Every line in the entries that holds the word "format" counts toward the answer, which should be a single number.

--------------------

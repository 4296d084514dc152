//! Web metadata extraction for URL-mode requests.
//!
//! Flow: platform detection → oEmbed (video platforms stop here on
//! success) → HTML fetch with layered metadata merge and readability
//! content → scrape-service fallback → URL-derived degradation. This
//! stage never hard-fails; quota and security errors are the pipeline's
//! concern, not this one's.

pub mod metadata;
pub mod oembed;
pub mod platform;
pub mod readability;
pub mod scrape_service;

pub use platform::{Platform, PlatformKind};
pub use scrape_service::{FirecrawlScraper, ScrapeFallback, ScrapedPage};

use chrono::{DateTime, Utc};
use tracing::{debug, info, warn};

use crate::extract::sample::sample_text;
use crate::fetcher::{ContentFetcher, FetchedText};
use crate::types::config::Budgets;
use crate::types::web::WebMetadata;

/// Everything the URL path learned about a page.
#[derive(Debug, Clone)]
pub struct WebExtraction {
    pub url: String,
    pub metadata: WebMetadata,
    /// Text sample for the AI prompt
    pub content: String,
    pub platform: Option<&'static str>,
    pub is_video_platform: bool,
    /// True when both the HTML fetch and the scrape fallback failed
    pub degraded: bool,
    pub fetched_at: DateTime<Utc>,
}

/// URL-mode extractor.
pub struct WebExtractor<'a> {
    fetcher: &'a dyn ContentFetcher,
    scraper: Option<&'a dyn ScrapeFallback>,
    budgets: &'a Budgets,
}

impl<'a> WebExtractor<'a> {
    pub fn new(fetcher: &'a dyn ContentFetcher, budgets: &'a Budgets) -> Self {
        Self {
            fetcher,
            scraper: None,
            budgets,
        }
    }

    /// Attach the scrape-service fallback.
    pub fn with_scrape_fallback(mut self, scraper: &'a dyn ScrapeFallback) -> Self {
        self.scraper = Some(scraper);
        self
    }

    /// Extract metadata and a content sample for a URL. Never fails.
    pub async fn extract(&self, url: &str) -> WebExtraction {
        let detected = platform::detect(url);
        let mut oembed_metadata = WebMetadata::default();

        if let Some(p) = detected {
            debug!(url = %url, platform = p.name, "known platform detected");

            if let Some(data) = oembed::fetch_oembed(self.fetcher, p, url, self.budgets).await {
                oembed_metadata.title = data.title;
                oembed_metadata.author = data.author_name;
                oembed_metadata.site_name = data.provider_name;
                oembed_metadata.image = data
                    .thumbnail_url
                    .map(|t| platform::upgrade_thumbnail(p, url, &t));

                if p.is_video() {
                    // oEmbed is sufficient for video platforms; no HTML pass.
                    let content = oembed_summary(&oembed_metadata);
                    return WebExtraction {
                        url: url.to_string(),
                        metadata: oembed_metadata,
                        content,
                        platform: Some(p.name),
                        is_video_platform: true,
                        degraded: false,
                        fetched_at: Utc::now(),
                    };
                }
            }
        }

        match self.fetch_page(url).await {
            Ok(fetched) => {
                let layered = metadata::extract_metadata(&fetched.body, &fetched.final_url);
                let merged = WebMetadata::merge(vec![oembed_metadata, layered]);

                let main = readability::extract_main_content(&fetched.body)
                    .unwrap_or_else(|| readability::strip_tags(&fetched.body));
                let content = sample_text(&main, self.budgets);

                WebExtraction {
                    url: url.to_string(),
                    metadata: merged,
                    content,
                    platform: detected.map(|p| p.name),
                    is_video_platform: false,
                    degraded: false,
                    fetched_at: Utc::now(),
                }
            }
            Err(e) => {
                warn!(url = %url, error = %e, "primary HTML fetch failed");
                self.scrape_or_degrade(url, detected, oembed_metadata).await
            }
        }
    }

    /// Fetch the page, retrying once on failure.
    async fn fetch_page(&self, url: &str) -> crate::error::FetchResult<FetchedText> {
        match self.fetcher.fetch_text(url, self.budgets.fetch_timeout).await {
            Ok(fetched) => Ok(fetched),
            Err(first) => {
                debug!(url = %url, error = %first, "retrying page fetch");
                self.fetcher.fetch_text(url, self.budgets.fetch_timeout).await
            }
        }
    }

    async fn scrape_or_degrade(
        &self,
        url: &str,
        detected: Option<&'static Platform>,
        mut metadata: WebMetadata,
    ) -> WebExtraction {
        if let Some(scraper) = self.scraper {
            match scraper.scrape(url).await {
                Ok(page) => {
                    info!(url = %url, "scrape fallback recovered the page");
                    if metadata.title.is_none() {
                        metadata.title = page.title;
                    }
                    let content = sample_text(&page.markdown, self.budgets);
                    return WebExtraction {
                        url: url.to_string(),
                        metadata,
                        content,
                        platform: detected.map(|p| p.name),
                        is_video_platform: false,
                        degraded: false,
                        fetched_at: Utc::now(),
                    };
                }
                Err(e) => {
                    warn!(url = %url, error = %e, "scrape fallback failed");
                }
            }
        }

        // Last resort: URL-derived metadata, never a hard failure.
        metadata.title.get_or_insert_with(|| url.to_string());
        metadata
            .description
            .get_or_insert_with(|| "The page content could not be retrieved.".to_string());

        WebExtraction {
            url: url.to_string(),
            metadata,
            content: String::new(),
            platform: detected.map(|p| p.name),
            is_video_platform: false,
            degraded: true,
            fetched_at: Utc::now(),
        }
    }
}

/// One-line text stand-in for video pages, built from oEmbed fields.
fn oembed_summary(metadata: &WebMetadata) -> String {
    let mut parts = Vec::new();
    if let Some(title) = &metadata.title {
        parts.push(title.clone());
    }
    if let Some(author) = &metadata.author {
        parts.push(format!("by {}", author));
    }
    if let Some(site) = &metadata.site_name {
        parts.push(format!("on {}", site));
    }
    parts.join(" ")
}
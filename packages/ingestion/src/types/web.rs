//! Web page metadata assembled from layered sources.

/// Metadata for a web page, merged from Open Graph, Twitter Card, JSON-LD,
/// and plain HTML `<meta>` layers with fixed priority.
#[derive(Debug, Clone, Default, PartialEq)]
pub struct WebMetadata {
    pub title: Option<String>,
    pub description: Option<String>,
    pub image: Option<String>,
    pub author: Option<String>,
    pub site_name: Option<String>,
    /// Page type as declared by the page (e.g. `article`, `video.other`)
    pub page_type: Option<String>,
    pub published_time: Option<String>,
    pub modified_time: Option<String>,
    pub tags: Vec<String>,
}

impl WebMetadata {
    /// Merge layers in priority order: the first non-empty value per field
    /// wins. `layers` must be ordered highest-priority first.
    pub fn merge(layers: Vec<WebMetadata>) -> WebMetadata {
        let mut merged = WebMetadata::default();
        for layer in layers {
            merged.title = merged.title.or(non_empty(layer.title));
            merged.description = merged.description.or(non_empty(layer.description));
            merged.image = merged.image.or(non_empty(layer.image));
            merged.author = merged.author.or(non_empty(layer.author));
            merged.site_name = merged.site_name.or(non_empty(layer.site_name));
            merged.page_type = merged.page_type.or(non_empty(layer.page_type));
            merged.published_time = merged.published_time.or(non_empty(layer.published_time));
            merged.modified_time = merged.modified_time.or(non_empty(layer.modified_time));
            if merged.tags.is_empty() && !layer.tags.is_empty() {
                merged.tags = layer.tags;
            }
        }
        merged
    }

    /// Whether any field is populated.
    pub fn is_empty(&self) -> bool {
        self.title.is_none()
            && self.description.is_none()
            && self.image.is_none()
            && self.author.is_none()
            && self.site_name.is_none()
            && self.page_type.is_none()
            && self.published_time.is_none()
            && self.modified_time.is_none()
            && self.tags.is_empty()
    }
}

fn non_empty(value: Option<String>) -> Option<String> {
    value.filter(|v| !v.trim().is_empty())
}

#[cfg(test)]
mod tests {
    use super::*;

    #[test]
    fn test_merge_priority_first_wins() {
        let og = WebMetadata {
            title: Some("OG Title".into()),
            ..Default::default()
        };
        let twitter = WebMetadata {
            title: Some("Twitter Title".into()),
            description: Some("Twitter description".into()),
            ..Default::default()
        };

        let merged = WebMetadata::merge(vec![og, twitter]);
        assert_eq!(merged.title.as_deref(), Some("OG Title"));
        assert_eq!(merged.description.as_deref(), Some("Twitter description"));
    }

    #[test]
    fn test_merge_skips_blank_values() {
        let og = WebMetadata {
            title: Some("   ".into()),
            ..Default::default()
        };
        let meta = WebMetadata {
            title: Some("Real Title".into()),
            ..Default::default()
        };

        let merged = WebMetadata::merge(vec![og, meta]);
        assert_eq!(merged.title.as_deref(), Some("Real Title"));
    }

    #[test]
    fn test_merge_tags_from_first_non_empty_layer() {
        let a = WebMetadata::default();
        let b = WebMetadata {
            tags: vec!["rust".into()],
            ..Default::default()
        };
        let c = WebMetadata {
            tags: vec!["ignored".into()],
            ..Default::default()
        };

        let merged = WebMetadata::merge(vec![a, b, c]);
        assert_eq!(merged.tags, vec!["rust"]);
    }
}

--------------------

# [Task output]
2